# Data supplied:

....

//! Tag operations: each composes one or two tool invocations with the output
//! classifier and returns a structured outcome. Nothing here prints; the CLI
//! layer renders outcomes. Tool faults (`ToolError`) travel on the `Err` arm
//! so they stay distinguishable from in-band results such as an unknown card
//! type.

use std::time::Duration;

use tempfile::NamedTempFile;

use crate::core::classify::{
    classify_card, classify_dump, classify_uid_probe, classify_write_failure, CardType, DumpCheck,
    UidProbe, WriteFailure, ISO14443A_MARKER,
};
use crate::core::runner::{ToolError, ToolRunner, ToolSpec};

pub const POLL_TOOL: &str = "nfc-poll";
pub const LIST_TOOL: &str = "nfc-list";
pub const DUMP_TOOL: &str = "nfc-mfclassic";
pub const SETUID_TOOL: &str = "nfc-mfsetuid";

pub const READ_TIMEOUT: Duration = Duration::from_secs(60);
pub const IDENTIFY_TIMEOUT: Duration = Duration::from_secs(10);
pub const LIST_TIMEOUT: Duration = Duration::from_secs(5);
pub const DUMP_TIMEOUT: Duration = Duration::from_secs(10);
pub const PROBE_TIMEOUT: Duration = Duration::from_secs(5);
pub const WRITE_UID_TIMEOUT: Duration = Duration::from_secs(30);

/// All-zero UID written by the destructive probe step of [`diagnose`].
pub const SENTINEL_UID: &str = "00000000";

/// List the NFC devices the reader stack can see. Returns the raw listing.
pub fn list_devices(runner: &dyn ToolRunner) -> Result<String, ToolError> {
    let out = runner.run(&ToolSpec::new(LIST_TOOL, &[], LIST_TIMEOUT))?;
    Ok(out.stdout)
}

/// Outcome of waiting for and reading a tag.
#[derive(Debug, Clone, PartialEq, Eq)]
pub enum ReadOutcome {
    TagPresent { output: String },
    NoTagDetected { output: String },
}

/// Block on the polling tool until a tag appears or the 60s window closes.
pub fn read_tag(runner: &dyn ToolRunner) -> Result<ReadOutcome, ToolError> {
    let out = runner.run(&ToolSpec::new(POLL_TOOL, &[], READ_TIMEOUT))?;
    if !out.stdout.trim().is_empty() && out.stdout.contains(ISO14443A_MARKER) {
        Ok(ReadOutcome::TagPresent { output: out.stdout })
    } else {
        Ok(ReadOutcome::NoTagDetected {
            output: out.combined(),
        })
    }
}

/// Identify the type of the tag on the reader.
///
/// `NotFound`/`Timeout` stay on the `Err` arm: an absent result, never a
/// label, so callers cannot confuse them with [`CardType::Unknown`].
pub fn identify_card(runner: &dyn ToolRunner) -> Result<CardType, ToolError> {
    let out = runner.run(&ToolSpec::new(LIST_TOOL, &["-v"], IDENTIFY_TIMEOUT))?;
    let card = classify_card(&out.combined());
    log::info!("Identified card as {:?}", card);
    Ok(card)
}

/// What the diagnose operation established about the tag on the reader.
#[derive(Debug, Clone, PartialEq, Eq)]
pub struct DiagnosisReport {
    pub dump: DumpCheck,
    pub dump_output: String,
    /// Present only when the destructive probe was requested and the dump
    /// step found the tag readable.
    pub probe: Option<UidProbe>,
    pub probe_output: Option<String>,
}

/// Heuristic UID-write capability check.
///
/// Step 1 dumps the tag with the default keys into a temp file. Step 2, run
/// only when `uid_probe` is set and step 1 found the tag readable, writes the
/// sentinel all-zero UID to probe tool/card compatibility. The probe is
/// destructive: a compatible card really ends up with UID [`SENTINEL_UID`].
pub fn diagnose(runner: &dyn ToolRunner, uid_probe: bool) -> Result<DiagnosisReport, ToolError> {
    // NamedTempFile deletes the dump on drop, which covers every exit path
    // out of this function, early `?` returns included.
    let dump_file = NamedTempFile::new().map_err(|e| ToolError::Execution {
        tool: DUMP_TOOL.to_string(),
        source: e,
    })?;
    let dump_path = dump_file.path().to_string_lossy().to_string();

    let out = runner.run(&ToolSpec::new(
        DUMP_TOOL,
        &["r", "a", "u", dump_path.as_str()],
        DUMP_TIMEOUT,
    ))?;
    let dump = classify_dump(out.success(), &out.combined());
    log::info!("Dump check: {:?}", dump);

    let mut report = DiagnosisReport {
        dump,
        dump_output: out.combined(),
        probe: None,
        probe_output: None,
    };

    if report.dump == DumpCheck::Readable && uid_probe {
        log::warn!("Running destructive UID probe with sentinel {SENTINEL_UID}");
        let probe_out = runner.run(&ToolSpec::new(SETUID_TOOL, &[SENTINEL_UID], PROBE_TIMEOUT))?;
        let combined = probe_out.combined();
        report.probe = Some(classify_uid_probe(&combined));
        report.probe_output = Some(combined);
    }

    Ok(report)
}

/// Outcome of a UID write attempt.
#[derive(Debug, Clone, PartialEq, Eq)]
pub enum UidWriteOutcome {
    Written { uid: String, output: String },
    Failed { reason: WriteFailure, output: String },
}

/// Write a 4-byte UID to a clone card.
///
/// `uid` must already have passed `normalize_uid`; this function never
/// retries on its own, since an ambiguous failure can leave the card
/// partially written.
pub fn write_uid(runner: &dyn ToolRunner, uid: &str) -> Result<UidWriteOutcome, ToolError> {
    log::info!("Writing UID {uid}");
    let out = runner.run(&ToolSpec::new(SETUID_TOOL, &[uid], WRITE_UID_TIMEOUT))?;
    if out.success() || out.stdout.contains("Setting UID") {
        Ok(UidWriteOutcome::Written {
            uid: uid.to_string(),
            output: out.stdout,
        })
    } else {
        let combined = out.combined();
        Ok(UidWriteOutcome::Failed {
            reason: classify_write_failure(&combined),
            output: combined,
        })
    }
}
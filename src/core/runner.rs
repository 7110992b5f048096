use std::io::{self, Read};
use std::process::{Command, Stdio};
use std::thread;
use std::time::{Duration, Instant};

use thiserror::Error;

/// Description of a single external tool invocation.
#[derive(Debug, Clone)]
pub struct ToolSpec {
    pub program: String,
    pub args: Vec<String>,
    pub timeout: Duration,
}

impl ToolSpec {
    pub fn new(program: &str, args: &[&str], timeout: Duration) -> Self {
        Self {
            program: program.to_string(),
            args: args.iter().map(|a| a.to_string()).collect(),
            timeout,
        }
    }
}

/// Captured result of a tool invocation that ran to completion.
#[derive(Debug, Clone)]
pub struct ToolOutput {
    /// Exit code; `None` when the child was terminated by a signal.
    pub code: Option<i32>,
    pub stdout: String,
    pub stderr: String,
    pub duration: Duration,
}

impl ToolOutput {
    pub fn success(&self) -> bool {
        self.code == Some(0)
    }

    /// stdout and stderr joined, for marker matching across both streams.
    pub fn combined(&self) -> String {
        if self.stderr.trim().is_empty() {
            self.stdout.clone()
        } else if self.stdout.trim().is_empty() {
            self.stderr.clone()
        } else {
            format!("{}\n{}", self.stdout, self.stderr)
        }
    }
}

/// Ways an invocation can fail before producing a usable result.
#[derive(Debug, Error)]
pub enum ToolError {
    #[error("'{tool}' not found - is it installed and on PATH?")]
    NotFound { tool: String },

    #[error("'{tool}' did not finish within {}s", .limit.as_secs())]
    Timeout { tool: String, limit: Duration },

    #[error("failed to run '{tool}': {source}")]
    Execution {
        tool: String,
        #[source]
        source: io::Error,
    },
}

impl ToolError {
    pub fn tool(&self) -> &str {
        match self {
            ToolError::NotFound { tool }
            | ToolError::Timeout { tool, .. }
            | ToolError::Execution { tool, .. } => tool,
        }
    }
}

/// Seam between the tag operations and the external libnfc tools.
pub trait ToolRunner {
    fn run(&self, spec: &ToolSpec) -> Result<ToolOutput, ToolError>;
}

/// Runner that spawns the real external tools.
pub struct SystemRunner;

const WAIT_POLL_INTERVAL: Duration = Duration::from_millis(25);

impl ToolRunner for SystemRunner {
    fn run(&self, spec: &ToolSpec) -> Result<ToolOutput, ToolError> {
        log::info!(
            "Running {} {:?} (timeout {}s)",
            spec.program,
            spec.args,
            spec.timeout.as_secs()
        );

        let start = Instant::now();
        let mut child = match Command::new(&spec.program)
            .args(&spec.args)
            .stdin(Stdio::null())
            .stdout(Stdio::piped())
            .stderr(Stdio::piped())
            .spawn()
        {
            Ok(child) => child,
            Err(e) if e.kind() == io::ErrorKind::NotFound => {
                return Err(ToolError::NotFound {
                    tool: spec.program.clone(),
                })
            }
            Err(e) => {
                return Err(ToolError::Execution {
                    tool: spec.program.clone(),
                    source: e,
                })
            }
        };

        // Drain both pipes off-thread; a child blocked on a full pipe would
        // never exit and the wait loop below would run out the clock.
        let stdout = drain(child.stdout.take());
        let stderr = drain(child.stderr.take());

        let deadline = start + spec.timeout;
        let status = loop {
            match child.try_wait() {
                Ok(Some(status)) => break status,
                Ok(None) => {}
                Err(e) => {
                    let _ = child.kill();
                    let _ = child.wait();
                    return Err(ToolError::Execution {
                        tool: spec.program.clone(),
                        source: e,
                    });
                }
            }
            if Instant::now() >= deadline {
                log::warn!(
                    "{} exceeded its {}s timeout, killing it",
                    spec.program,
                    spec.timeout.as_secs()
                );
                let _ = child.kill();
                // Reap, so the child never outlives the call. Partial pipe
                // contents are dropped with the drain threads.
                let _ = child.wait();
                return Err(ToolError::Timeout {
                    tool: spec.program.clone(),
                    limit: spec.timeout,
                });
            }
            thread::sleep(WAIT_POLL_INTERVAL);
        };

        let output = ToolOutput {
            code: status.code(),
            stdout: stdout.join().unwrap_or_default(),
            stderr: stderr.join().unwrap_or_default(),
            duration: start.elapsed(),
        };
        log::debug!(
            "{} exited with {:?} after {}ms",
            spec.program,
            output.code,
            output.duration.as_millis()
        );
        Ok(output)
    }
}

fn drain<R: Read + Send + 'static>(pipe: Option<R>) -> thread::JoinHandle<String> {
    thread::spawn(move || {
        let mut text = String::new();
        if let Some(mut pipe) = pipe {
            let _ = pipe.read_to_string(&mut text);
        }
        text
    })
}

....

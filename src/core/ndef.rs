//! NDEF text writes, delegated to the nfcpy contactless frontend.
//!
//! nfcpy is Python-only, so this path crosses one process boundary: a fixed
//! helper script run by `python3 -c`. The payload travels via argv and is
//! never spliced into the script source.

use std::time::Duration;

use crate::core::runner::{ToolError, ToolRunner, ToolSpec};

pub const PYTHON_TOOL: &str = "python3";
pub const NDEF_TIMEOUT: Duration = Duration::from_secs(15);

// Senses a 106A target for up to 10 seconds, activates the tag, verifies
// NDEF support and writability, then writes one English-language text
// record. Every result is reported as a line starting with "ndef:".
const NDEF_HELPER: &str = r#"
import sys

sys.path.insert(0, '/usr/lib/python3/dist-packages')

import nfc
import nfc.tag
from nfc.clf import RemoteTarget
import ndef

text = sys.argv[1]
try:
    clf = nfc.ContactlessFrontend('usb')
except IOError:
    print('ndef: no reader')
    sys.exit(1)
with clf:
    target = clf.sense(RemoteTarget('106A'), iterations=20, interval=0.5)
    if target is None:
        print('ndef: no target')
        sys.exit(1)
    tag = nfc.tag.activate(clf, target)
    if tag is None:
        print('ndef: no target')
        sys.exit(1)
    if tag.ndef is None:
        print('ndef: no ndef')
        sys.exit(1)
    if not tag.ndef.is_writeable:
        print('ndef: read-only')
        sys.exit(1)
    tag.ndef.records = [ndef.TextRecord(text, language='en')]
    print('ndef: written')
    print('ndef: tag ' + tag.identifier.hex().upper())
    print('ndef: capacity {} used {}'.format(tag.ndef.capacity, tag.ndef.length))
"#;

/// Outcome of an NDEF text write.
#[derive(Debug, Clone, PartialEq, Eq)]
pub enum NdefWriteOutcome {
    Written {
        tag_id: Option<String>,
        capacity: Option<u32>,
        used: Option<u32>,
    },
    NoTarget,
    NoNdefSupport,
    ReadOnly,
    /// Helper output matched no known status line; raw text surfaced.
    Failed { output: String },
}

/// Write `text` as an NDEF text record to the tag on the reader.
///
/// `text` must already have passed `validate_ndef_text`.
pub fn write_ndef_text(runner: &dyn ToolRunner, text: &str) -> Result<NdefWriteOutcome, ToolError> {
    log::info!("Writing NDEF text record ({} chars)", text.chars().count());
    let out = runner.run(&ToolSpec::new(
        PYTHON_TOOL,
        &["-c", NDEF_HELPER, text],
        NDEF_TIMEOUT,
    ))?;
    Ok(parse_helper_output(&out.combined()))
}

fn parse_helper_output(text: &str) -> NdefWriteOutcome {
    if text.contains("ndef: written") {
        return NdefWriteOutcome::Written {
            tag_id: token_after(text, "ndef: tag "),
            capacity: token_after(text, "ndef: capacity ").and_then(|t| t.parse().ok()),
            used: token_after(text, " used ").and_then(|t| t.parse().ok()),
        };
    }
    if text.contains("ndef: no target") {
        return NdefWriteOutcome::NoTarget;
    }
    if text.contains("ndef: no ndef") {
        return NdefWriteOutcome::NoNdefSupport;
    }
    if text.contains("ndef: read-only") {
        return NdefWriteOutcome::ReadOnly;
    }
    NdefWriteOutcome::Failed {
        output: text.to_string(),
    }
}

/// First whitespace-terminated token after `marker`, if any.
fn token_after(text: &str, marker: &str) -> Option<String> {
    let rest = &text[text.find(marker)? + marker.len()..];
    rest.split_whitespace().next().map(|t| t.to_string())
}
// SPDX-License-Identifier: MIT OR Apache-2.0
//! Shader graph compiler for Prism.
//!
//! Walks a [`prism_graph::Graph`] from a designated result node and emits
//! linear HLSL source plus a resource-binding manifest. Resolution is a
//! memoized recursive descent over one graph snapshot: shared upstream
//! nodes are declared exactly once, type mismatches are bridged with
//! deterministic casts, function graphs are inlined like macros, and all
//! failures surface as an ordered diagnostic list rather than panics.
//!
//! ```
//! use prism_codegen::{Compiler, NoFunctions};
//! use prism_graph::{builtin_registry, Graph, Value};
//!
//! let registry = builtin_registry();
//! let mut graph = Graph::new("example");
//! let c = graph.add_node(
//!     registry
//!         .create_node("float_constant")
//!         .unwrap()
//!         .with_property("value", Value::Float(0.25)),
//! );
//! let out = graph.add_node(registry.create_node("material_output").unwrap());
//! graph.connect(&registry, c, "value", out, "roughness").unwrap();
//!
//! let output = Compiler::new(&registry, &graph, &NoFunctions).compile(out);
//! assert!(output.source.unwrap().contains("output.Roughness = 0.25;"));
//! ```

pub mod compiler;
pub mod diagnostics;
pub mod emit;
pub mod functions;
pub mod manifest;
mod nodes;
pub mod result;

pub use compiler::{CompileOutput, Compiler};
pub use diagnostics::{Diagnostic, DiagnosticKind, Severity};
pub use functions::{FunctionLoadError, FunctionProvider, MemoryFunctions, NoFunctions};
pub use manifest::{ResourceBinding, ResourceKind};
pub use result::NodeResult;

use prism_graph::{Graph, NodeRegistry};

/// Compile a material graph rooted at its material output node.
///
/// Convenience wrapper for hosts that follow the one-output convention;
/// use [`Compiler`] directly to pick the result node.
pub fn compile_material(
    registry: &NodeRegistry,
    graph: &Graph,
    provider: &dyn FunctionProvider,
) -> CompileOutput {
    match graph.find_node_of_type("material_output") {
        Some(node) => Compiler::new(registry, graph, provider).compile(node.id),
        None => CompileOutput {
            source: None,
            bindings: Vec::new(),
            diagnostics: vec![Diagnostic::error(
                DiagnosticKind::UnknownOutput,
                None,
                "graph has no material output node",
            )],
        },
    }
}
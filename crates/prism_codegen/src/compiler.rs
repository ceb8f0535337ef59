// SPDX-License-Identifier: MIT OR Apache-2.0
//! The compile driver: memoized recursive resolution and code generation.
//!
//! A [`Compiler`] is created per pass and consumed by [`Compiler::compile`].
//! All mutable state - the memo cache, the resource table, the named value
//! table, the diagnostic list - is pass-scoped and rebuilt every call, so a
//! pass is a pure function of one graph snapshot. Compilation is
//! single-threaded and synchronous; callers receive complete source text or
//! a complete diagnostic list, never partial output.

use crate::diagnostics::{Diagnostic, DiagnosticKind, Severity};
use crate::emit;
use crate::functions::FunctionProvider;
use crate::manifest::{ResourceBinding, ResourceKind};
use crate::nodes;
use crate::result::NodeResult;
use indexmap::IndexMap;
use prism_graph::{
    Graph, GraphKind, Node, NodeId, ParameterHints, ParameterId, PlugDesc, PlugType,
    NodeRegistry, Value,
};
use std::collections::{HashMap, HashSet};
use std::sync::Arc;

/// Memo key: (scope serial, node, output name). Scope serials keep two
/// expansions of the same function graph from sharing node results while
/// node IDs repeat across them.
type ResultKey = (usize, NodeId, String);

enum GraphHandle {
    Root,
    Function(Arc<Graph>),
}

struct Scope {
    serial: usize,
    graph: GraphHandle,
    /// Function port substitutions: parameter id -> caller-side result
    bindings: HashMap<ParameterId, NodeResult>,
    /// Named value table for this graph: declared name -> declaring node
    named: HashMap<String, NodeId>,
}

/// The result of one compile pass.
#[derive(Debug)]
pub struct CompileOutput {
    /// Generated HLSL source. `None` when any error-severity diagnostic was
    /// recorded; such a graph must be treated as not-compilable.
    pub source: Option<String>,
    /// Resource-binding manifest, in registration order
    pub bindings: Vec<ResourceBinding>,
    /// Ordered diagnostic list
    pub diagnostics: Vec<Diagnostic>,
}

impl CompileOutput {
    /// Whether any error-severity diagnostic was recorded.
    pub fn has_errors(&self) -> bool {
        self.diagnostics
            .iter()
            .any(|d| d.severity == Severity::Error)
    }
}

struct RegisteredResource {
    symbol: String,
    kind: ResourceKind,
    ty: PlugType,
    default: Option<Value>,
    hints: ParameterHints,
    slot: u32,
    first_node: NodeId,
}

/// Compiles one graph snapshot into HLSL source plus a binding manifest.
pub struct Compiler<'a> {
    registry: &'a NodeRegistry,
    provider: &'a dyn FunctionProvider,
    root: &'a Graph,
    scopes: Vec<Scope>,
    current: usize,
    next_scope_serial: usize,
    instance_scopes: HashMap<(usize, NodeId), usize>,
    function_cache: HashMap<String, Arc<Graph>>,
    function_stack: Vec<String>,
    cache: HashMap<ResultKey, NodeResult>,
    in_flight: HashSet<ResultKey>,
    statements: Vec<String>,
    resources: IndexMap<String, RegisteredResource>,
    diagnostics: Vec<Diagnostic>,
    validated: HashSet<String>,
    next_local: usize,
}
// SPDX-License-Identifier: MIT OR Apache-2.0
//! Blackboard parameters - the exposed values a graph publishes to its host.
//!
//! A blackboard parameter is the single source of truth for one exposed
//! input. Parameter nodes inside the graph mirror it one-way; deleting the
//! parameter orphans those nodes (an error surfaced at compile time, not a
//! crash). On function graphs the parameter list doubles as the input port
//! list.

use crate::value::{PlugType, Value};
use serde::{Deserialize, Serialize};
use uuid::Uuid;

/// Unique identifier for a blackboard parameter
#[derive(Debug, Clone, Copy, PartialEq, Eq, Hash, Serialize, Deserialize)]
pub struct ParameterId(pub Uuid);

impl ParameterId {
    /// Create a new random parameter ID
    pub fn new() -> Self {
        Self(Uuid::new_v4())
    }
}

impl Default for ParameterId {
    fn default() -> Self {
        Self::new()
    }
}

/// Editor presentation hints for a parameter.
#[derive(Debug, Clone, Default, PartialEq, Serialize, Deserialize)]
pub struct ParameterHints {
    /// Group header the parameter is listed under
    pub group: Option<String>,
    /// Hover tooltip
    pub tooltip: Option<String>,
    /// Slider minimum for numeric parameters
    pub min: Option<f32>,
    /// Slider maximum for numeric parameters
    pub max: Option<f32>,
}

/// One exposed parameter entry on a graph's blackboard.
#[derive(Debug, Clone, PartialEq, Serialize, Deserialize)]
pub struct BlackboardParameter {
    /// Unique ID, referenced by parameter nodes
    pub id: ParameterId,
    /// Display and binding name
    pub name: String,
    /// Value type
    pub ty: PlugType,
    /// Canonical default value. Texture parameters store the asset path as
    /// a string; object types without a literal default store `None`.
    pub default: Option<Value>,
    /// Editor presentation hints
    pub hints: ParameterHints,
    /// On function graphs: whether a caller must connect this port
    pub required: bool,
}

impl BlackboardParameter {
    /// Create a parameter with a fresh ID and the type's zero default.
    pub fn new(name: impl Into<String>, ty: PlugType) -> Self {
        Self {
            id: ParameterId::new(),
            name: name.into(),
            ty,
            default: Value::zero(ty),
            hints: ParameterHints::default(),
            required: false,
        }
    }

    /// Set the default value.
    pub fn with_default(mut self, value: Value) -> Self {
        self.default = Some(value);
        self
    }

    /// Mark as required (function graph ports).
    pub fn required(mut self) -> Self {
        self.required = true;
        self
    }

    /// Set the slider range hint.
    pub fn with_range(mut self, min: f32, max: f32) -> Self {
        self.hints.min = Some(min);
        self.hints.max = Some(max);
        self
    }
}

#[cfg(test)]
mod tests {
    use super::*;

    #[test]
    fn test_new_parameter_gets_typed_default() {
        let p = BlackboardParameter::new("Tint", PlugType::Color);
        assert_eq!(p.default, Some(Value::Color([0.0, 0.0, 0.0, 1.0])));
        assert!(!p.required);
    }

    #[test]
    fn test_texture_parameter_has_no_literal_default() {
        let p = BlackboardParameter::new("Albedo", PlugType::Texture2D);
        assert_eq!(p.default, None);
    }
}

....

# Requirement:
Work out how many lines of the data above hold the word "Uuid", and write only the count.

# Solution to the exercise:
3